# Wie skillt man Bergbau... einigermaßen schnell



## Umoy (13. April 2007)

Hi Leute^^

Ich bin jetzt mit meim Schami Bergbauskill 146 ...

Und so wirklich skillen is da imo net ....


Wie kann ich einigermaßen schnell den Bergbau skillen bzw wo?
So wie zb wo find ich viel Eisenerz und so kleinigkeiten 


Hat da jemand ne Idee?? 

Wäre nett von euch ^^ Danke

Umoy ( Umoyala / InGame)


----------



## Eragornn (13. April 2007)

Ich glaub da kannst du ganz gut im Arathihochland skillen.
Da wimmelt es nur so von erzen. Bin mir aber nicht ganz sicher.  


			Dieser Inhalt steht nur eingeloggten Mitgliedern zur Verfügung.
        

 
Ich hatte damals mit meinem warri auch das prob war lvl 25 oder so und hatte nen skill von 180 dann musste ich 10 lvl warten bis ich ins arathihochland konnte und da hab ich dann weiter geskillt. 

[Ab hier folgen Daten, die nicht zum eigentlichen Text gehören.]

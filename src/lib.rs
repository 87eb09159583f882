//! # eoka-qa
//!
//! Adaptive browser test execution. Declare steps in YAML with loose,
//! human-written targets ("Sign In", a test-id, an href fragment); the engine
//! resolves them against the live DOM through escalating strategies and
//! reports per-step outcomes.
//!
//! ## Quick Start
//!
//! ```rust,no_run
//! use std::sync::Arc;
//! use eoka_qa::{Engine, EngineSettings, HeuristicAssist, RunOptions, TestCase};
//! use eoka_qa::driver::EokaDriver;
//!
//! # #[tokio::main]
//! # async fn main() -> eoka_qa::Result<()> {
//! let test = TestCase::load("configs/smoke.yaml")?;
//! let engine = Engine::new(
//!     Arc::new(EokaDriver::new()),
//!     Arc::new(HeuristicAssist::new()),
//!     EngineSettings::default(),
//! );
//! let result = engine
//!     .execute_test(&test, RunOptions::from_test(&test), |event| println!("{:?}", event))
//!     .await;
//! println!("{}: {:?}", test.name, result.status);
//! # Ok(())
//! # }
//! ```

pub mod assist;
pub mod classify;
mod config;
pub mod driver;
pub mod events;
pub mod locate;
mod runner;
pub mod store;
pub mod timeout;
pub mod uploads;

pub use assist::{ElementAssist, HeuristicAssist};
pub use classify::FailureKind;
pub use config::{
    ActionKind, BrowserSettings, Credentials, ElementIndex, EngineSettings, ParamDef, Params,
    StabilitySettings, Step, TestCase, TestStatus, Viewport, Vocabulary,
};
pub use events::{Event, EventBus, EventSink, ExecutionId};
pub use runner::{
    await_stable, Engine, ExecutionResult, RunHandle, RunOptions, RunStatus, Settled, StepResult,
};
pub use timeout::TimeoutPolicy;

/// Result type for eoka-qa operations.
pub type Result<T> = std::result::Result<T, Error>;

/// Message fragments that mean the page or browser went away under us.
const CLOSED_MARKERS: &[&str] = &[
    "target closed",
    "page closed",
    "session closed",
    "browser has been closed",
    "has been closed",
    "detached",
    "connection closed",
];

/// Errors that can occur while loading tests or executing steps.
#[derive(Debug, thiserror::Error)]
pub enum Error {
    #[error("config error: {0}")]
    Config(String),

    #[error("yaml parse error: {0}")]
    Yaml(#[from] serde_yaml::Error),

    #[error("json error: {0}")]
    Json(#[from] serde_json::Error),

    #[error("io error: {0}")]
    Io(#[from] std::io::Error),

    #[error("browser error: {0}")]
    Browser(#[from] eoka::Error),

    #[error("driver error: {0}")]
    Driver(String),

    #[error("page closed: {0}")]
    PageClosed(String),

    #[error("not supported by this driver: {0}")]
    Unsupported(&'static str),

    #[error("could not resolve '{target}': {detail}")]
    ResolutionFailed { target: String, detail: String },

    #[error("step timeout after {ms}ms")]
    StepTimeout { ms: u64 },

    #[error("login failed: {0}")]
    LoginFailed(String),

    #[error("login timeout after {ms}ms")]
    LoginTimeout { ms: u64 },

    #[error("verification failed: {0}")]
    VerificationFailed(String),

    #[error("upload file not found: {0}")]
    UploadNotFound(String),

    #[error("action failed: {0}")]
    ActionFailed(String),
}

impl Error {
    pub(crate) fn resolution(target: &str, detail: impl Into<String>) -> Self {
        Self::ResolutionFailed {
            target: target.to_string(),
            detail: detail.into(),
        }
    }

    /// Whether this error means the page or session closed mid-action.
    ///
    /// A click that triggers a full navigation often tears down the page the
    /// driver was talking to; callers treat that as success.
    pub fn is_page_closed(&self) -> bool {
        match self {
            Self::PageClosed(_) => true,
            Self::Browser(e) => mentions_closed(&e.to_string()),
            Self::Driver(msg) => mentions_closed(msg),
            _ => false,
        }
    }
}

fn mentions_closed(msg: &str) -> bool {
    let msg = msg.to_lowercase();
    CLOSED_MARKERS.iter().any(|m| msg.contains(m))
}

#[cfg(test)]
mod tests {
    use super::*;

    #[test]
    fn test_parse_minimal_test() {
        let yaml = r#"
name: "Minimal"
steps:
  - action: navigate
    target: "https://example.test"
"#;
        let test = TestCase::parse(yaml).unwrap();
        assert_eq!(test.name, "Minimal");
        assert_eq!(test.id, "minimal");
        assert_eq!(test.steps.len(), 1);
        assert_eq!(test.status, TestStatus::Active);
        assert_eq!(test.version, 1);
        assert!(!test.browser.headless);
        assert!(test.login.is_none());
    }

    #[test]
    fn test_parse_browser_settings() {
        let yaml = r#"
name: "Test"
browser:
  headless: true
  slow_mo_ms: 250
  proxy: "http://localhost:8080"
  user_agent: "Custom UA"
  viewport:
    width: 1920
    height: 1080
steps:
  - action: navigate
    target: "https://example.test"
"#;
        let test = TestCase::parse(yaml).unwrap();
        assert!(test.browser.headless);
        assert_eq!(test.browser.slow_mo_ms, 250);
        assert_eq!(test.browser.proxy, Some("http://localhost:8080".into()));
        assert_eq!(test.browser.user_agent, Some("Custom UA".into()));
        let viewport = test.browser.viewport.unwrap();
        assert_eq!(viewport.width, 1920);
        assert_eq!(viewport.height, 1080);
    }

    #[test]
    fn test_parse_full_test_case() {
        let yaml = r#"
id: checkout-01
name: "Checkout"
description: "Buy one item"
tags: [smoke, checkout]
status: draft
version: 4
steps:
  - action: open
    target: "https://shop.example.test"
  - action: click
    target: "Add to cart"
    index: last
  - action: enter
    target: "Email"
    value: "qa@example.test"
  - action: verify
    target: "Order placed"
    expectedResult: "confirmation banner"
  - action: hover
    target: "Menu"
"#;
        let test = TestCase::parse(yaml).unwrap();
        assert_eq!(test.id, "checkout-01");
        assert_eq!(test.status, TestStatus::Draft);
        assert_eq!(test.version, 4);
        assert_eq!(test.tags, vec!["smoke".to_string(), "checkout".to_string()]);
        assert_eq!(test.steps[0].action, ActionKind::Navigate);
        assert_eq!(test.steps[1].index, Some(ElementIndex::Last));
        assert_eq!(test.steps[2].action, ActionKind::Input);
        assert_eq!(test.steps[2].value.as_deref(), Some("qa@example.test"));
        assert_eq!(
            test.steps[4].action,
            ActionKind::Other("hover".to_string())
        );
    }

    #[test]
    fn test_parse_login() {
        let yaml = r#"
name: "Gated"
login:
  email: "qa@example.test"
  password: "secret"
steps:
  - action: navigate
    target: "https://app.example.test"
"#;
        let test = TestCase::parse(yaml).unwrap();
        let login = test.login.unwrap();
        assert_eq!(login.email, "qa@example.test");
        assert_eq!(login.password, "secret");
    }

    #[test]
    fn test_validation_missing_name() {
        let yaml = r#"
steps:
  - action: navigate
    target: "https://example.test"
"#;
        assert!(TestCase::parse(yaml).is_err());
    }

    #[test]
    fn test_validation_empty_name() {
        let yaml = r#"
name: ""
steps:
  - action: navigate
    target: "https://example.test"
"#;
        assert!(TestCase::parse(yaml).is_err());
    }

    #[test]
    fn test_validation_no_steps() {
        let yaml = r#"
name: "Empty"
steps: []
"#;
        let err = TestCase::parse(yaml).unwrap_err();
        assert!(err.to_string().contains("at least one step"));
    }

    #[test]
    fn test_validation_navigate_without_url() {
        let yaml = r#"
name: "Test"
steps:
  - action: navigate
"#;
        let err = TestCase::parse(yaml).unwrap_err();
        assert!(err.to_string().contains("step 1"));
    }

    #[test]
    fn test_validation_input_without_value() {
        let yaml = r#"
name: "Test"
steps:
  - action: navigate
    target: "https://example.test"
  - action: input
    target: "Email"
"#;
        let err = TestCase::parse(yaml).unwrap_err();
        assert!(err.to_string().contains("step 2"));
        assert!(err.to_string().contains("value"));
    }

    #[test]
    fn test_validation_bad_wait() {
        let yaml = r#"
name: "Test"
steps:
  - action: wait
    value: "a while"
"#;
        assert!(TestCase::parse(yaml).is_err());
    }

    #[test]
    fn test_validation_wait_out_of_range() {
        let yaml = r#"
name: "Test"
steps:
  - action: wait
    value: "99999999999999999999999"
"#;
        let err = TestCase::parse(yaml).unwrap_err();
        assert!(err.to_string().contains("wait duration"), "{}", err);
    }

    #[test]
    fn test_validation_empty_action() {
        let yaml = r#"
name: "Test"
steps:
  - action: ""
    target: "x"
"#;
        assert!(TestCase::parse(yaml).is_err());
    }

    #[test]
    fn test_params_substitution() {
        let yaml = r##"
name: "Login"
params:
  email:
    required: true
  host:
    default: "staging.example.test"
steps:
  - action: navigate
    target: "https://${host}/login"
  - action: input
    target: "Email"
    value: "${email}"
"##;
        let params = Params::new().set("email", "qa@example.test");
        let test = TestCase::parse_with_params(yaml, &params).unwrap();
        assert_eq!(test.steps[0].target, "https://staging.example.test/login");
        assert_eq!(test.steps[1].value.as_deref(), Some("qa@example.test"));
    }

    #[test]
    fn test_params_missing_required() {
        let yaml = r##"
name: "Test"
params:
  api_key:
    required: true
steps:
  - action: navigate
    target: "https://example.test/${api_key}"
"##;
        let err = TestCase::parse(yaml).unwrap_err();
        assert!(err.to_string().contains("api_key"));
    }

    #[test]
    fn test_step_timeout_message() {
        let err = Error::StepTimeout { ms: 10000 };
        assert_eq!(err.to_string(), "step timeout after 10000ms");
        let err = Error::LoginTimeout { ms: 55000 };
        assert_eq!(err.to_string(), "login timeout after 55000ms");
    }

    #[test]
    fn test_page_closed_detection() {
        assert!(Error::PageClosed("gone".into()).is_page_closed());
        assert!(Error::Driver("Target closed while waiting".into()).is_page_closed());
        assert!(Error::Driver("Execution context was detached".into()).is_page_closed());
        assert!(!Error::Driver("element not found".into()).is_page_closed());
        assert!(!Error::resolution("Sign in", "exhausted").is_page_closed());
    }

    #[test]
    fn test_load_smoke_config() {
        let test = TestCase::load("configs/smoke.yaml").unwrap();
        assert_eq!(test.name, "Smoke");
        assert_eq!(test.steps[0].action, ActionKind::Navigate);
        assert!(test.steps.len() >= 3);
    }
}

FAlls es im Arathihochland doch kein eisen gibt dann tuts mir leid das ich dich da hingeschickt habe. 


MFG

Eragornn


----------



## LordSubwoof (13. April 2007)

also zinn/eisen gibts zu massen in thousand needles. dann natürlich erze kaufen solange man für erze noch skill durch verhütten bekommt. nach thousand needles dann ab ins ödland. eisen/mithril. danach un´goro für kleine thorium.


----------



## Bom-HEadshoot (13. April 2007)

In Desolace wirste einiges an Mithril finden.

un Brennde Steppe später ma große kleine Thorium...

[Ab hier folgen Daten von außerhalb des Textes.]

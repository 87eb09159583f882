//! Browser driver seam.
//!
//! The engine talks to the browser only through [`BrowserDriver`] and
//! [`PageDriver`]. [`EokaDriver`] drives Chrome over CDP; tests script their
//! own pages.

mod eoka;

pub use self::eoka::EokaDriver;
pub use crate::locate::Locator;

use crate::Result;
use async_trait::async_trait;
use serde::Deserialize;
use std::path::{Path, PathBuf};
use std::time::Duration;

/// How to launch a browser session.
#[derive(Debug, Clone, Default)]
pub struct LaunchOptions {
    pub headless: bool,
    /// Delay inserted before each page operation.
    pub slow_mo: Duration,
    pub viewport: Option<(u32, u32)>,
    pub proxy: Option<String>,
    pub user_agent: Option<String>,
    /// Where the session video should be recorded, if the driver records.
    pub video_dir: Option<PathBuf>,
}

/// Launches isolated browser sessions.
#[async_trait]
pub trait BrowserDriver: Send + Sync {
    /// Start one browser with one context and one page. The returned page
    /// owns the whole session.
    async fn launch(&self, opts: &LaunchOptions) -> Result<Box<dyn PageDriver>>;
}

/// State to wait for on a located element.
#[derive(Debug, Clone, Copy, PartialEq, Eq)]
pub enum ElementState {
    /// Present in the DOM.
    Attached,
    Visible,
    Hidden,
    /// Absent from the DOM.
    Detached,
}

/// How a click is delivered.
#[derive(Debug, Clone, Copy, PartialEq, Eq)]
pub enum ClickMode {
    /// Real input events after actionability checks.
    Normal,
    /// Real input events, skipping visibility/animation checks.
    Forced,
    /// `element.click()` in page.
    Programmatic,
    /// Synthetic mouse events dispatched on the element.
    DispatchEvent,
}

impl ClickMode {
    pub const ALL: [ClickMode; 4] = [
        ClickMode::Normal,
        ClickMode::Forced,
        ClickMode::Programmatic,
        ClickMode::DispatchEvent,
    ];

    pub fn name(self) -> &'static str {
        match self {
            Self::Normal => "normal",
            Self::Forced => "forced",
            Self::Programmatic => "programmatic",
            Self::DispatchEvent => "dispatch",
        }
    }
}

/// Snapshot of one element's interactive state.
#[derive(Debug, Clone, Default, PartialEq, Deserialize)]
#[serde(rename_all = "camelCase", default)]
pub struct ElementInfo {
    pub tag: String,
    pub visible: bool,
    pub disabled: bool,
    pub read_only: bool,
    pub class_name: String,
    pub aria_selected: Option<String>,
    pub aria_checked: Option<String>,
    pub aria_pressed: Option<String>,
    pub aria_current: Option<String>,
    pub checked: bool,
    pub input_type: Option<String>,
    /// Font weight from computed style, when the driver reports it.
    pub font_weight: Option<u16>,
}

const SELECTED_CLASSES: &[&str] = &[
    "selected",
    "active",
    "checked",
    "mui-selected",
    "mui-checked",
    "ant-select-item-option-selected",
    "ant-menu-item-selected",
    "ant-radio-button-wrapper-checked",
    "is-active",
    "current",
];

impl ElementInfo {
    /// Whether the element already shows a selected/active state.
    pub fn looks_selected(&self) -> bool {
        let truthy = |v: &Option<String>| {
            v.as_deref()
                .map(|s| !s.eq_ignore_ascii_case("false") && !s.is_empty())
                .unwrap_or(false)
        };
        if truthy(&self.aria_selected)
            || truthy(&self.aria_checked)
            || truthy(&self.aria_pressed)
            || truthy(&self.aria_current)
            || self.checked
        {
            return true;
        }
        let class = self.class_name.to_lowercase();
        if class
            .split_whitespace()
            .any(|c| SELECTED_CLASSES.iter().any(|s| c == *s || c.ends_with(&format!("-{}", s))))
        {
            return true;
        }
        self.font_weight.map(|w| w >= 600).unwrap_or(false) && self.tag == "option"
    }

    /// Whether text can be typed into this element.
    pub fn is_fillable(&self) -> bool {
        self.visible && !self.disabled && !self.read_only
    }
}

/// One live page. Locator operations address the `nth` (zero-based) match.
#[async_trait]
pub trait PageDriver: Send + Sync {
    async fn goto(&self, url: &str) -> Result<()>;
    async fn back(&self) -> Result<()>;
    async fn reload(&self) -> Result<()>;
    async fn url(&self) -> Result<String>;
    async fn title(&self) -> Result<String>;
    /// Visible text of the document body.
    async fn body_text(&self) -> Result<String>;
    /// Evaluate a script expression and return its JSON value.
    async fn evaluate(&self, script: &str) -> Result<serde_json::Value>;

    /// Number of elements matching the locator.
    async fn count(&self, locator: &Locator) -> Result<usize>;
    /// Wait until the `nth` match reaches `state`; `Ok(false)` on timeout.
    async fn wait_for(
        &self,
        locator: &Locator,
        nth: usize,
        state: ElementState,
        timeout: Duration,
    ) -> Result<bool>;
    /// Inspect the `nth` match, `None` if it does not exist.
    async fn inspect(&self, locator: &Locator, nth: usize) -> Result<Option<ElementInfo>>;
    async fn click(
        &self,
        locator: &Locator,
        nth: usize,
        mode: ClickMode,
        timeout: Duration,
    ) -> Result<()>;
    async fn fill(&self, locator: &Locator, nth: usize, value: &str, timeout: Duration)
        -> Result<()>;
    async fn set_input_file(&self, locator: &Locator, nth: usize, path: &Path) -> Result<()>;
    async fn scroll_into_view(&self, locator: &Locator, nth: usize) -> Result<()>;

    async fn scroll_by(&self, dy: i64) -> Result<()>;
    async fn scroll_to_top(&self) -> Result<()>;
    /// Wait for the network to go quiet; `Ok(false)` if it never did.
    async fn wait_for_network_idle(&self, idle: Duration, timeout: Duration) -> Result<bool>;
    /// Number of frames in the page, main frame included.
    async fn frame_count(&self) -> Result<usize>;
    async fn screenshot(&self) -> Result<Vec<u8>>;

    /// Finalize the session video to `dest`.
    async fn save_video(&self, dest: &Path) -> Result<PathBuf>;
    async fn is_closed(&self) -> bool;
    /// Close the page, its context and its browser.
    async fn close(&self) -> Result<()>;
}

#[cfg(test)]
mod tests {
    use super::*;

    #[test]
    fn selected_by_aria() {
        let info = ElementInfo {
            aria_selected: Some("true".into()),
            ..Default::default()
        };
        assert!(info.looks_selected());
        let info = ElementInfo {
            aria_selected: Some("false".into()),
            ..Default::default()
        };
        assert!(!info.looks_selected());
    }

    #[test]
    fn selected_by_class() {
        let info = ElementInfo {
            class_name: "MuiMenuItem-root Mui-selected".into(),
            ..Default::default()
        };
        assert!(info.looks_selected());
        let info = ElementInfo {
            class_name: "nav-item active".into(),
            ..Default::default()
        };
        assert!(info.looks_selected());
        let info = ElementInfo {
            class_name: "inactive-row unselected-ish".into(),
            ..Default::default()
        };
        assert!(!info.looks_selected());
    }

    #[test]
    fn element_info_from_json() {
        let info: ElementInfo = serde_json::from_str(
            r#"{"tag":"input","visible":true,"readOnly":true,"className":"x","inputType":"email"}"#,
        )
        .unwrap();
        assert_eq!(info.tag, "input");
        assert!(info.read_only);
        assert!(!info.is_fillable());
        assert_eq!(info.input_type.as_deref(), Some("email"));
    }
}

			Dieser Inhalt steht nur eingeloggten Mitgliedern zur Verfügung.


----------



## Dalinga (13. April 2007)

Es gibt beim Bergbau skillen zwei Bremsen, die erste ist vor 150, man kann noch kein Eisen abbauen, Silber ist selten und kaum gezielt zu farmen, Zink gibt nur noch selten einen Skillpunkt. Die nächste Bremse ist zw. 250 und 275. Mithril gibt auch kaum noch einen Punkt und Dunkeleisen/Echtsilber/kl. Thoriumvorkommen sind auch nicht leicht zu finden.

Als Allianzler wird man im Dunkelwald bis 150 recht gut fündig, einfach immer rund um den großen Berg in der Kartenmitte herumlaufen. Als Hordler ist es in 1000 Needles auch gut, viel Zinn dort.

Hat man die 150 und kann Eisen farmen empfiehlt sich Ödland der Ostteil (im Westen findet man eher Mithril), Desolace und das Arathihochland. 

Den Sprung zu 175 und damit den Abbau von Mithril bekommt man recht fix. Wenn man Gold findet, sollte man das recht schnell verhütten, da Goldverhüttung noch ein paar Skillpunkte bringt.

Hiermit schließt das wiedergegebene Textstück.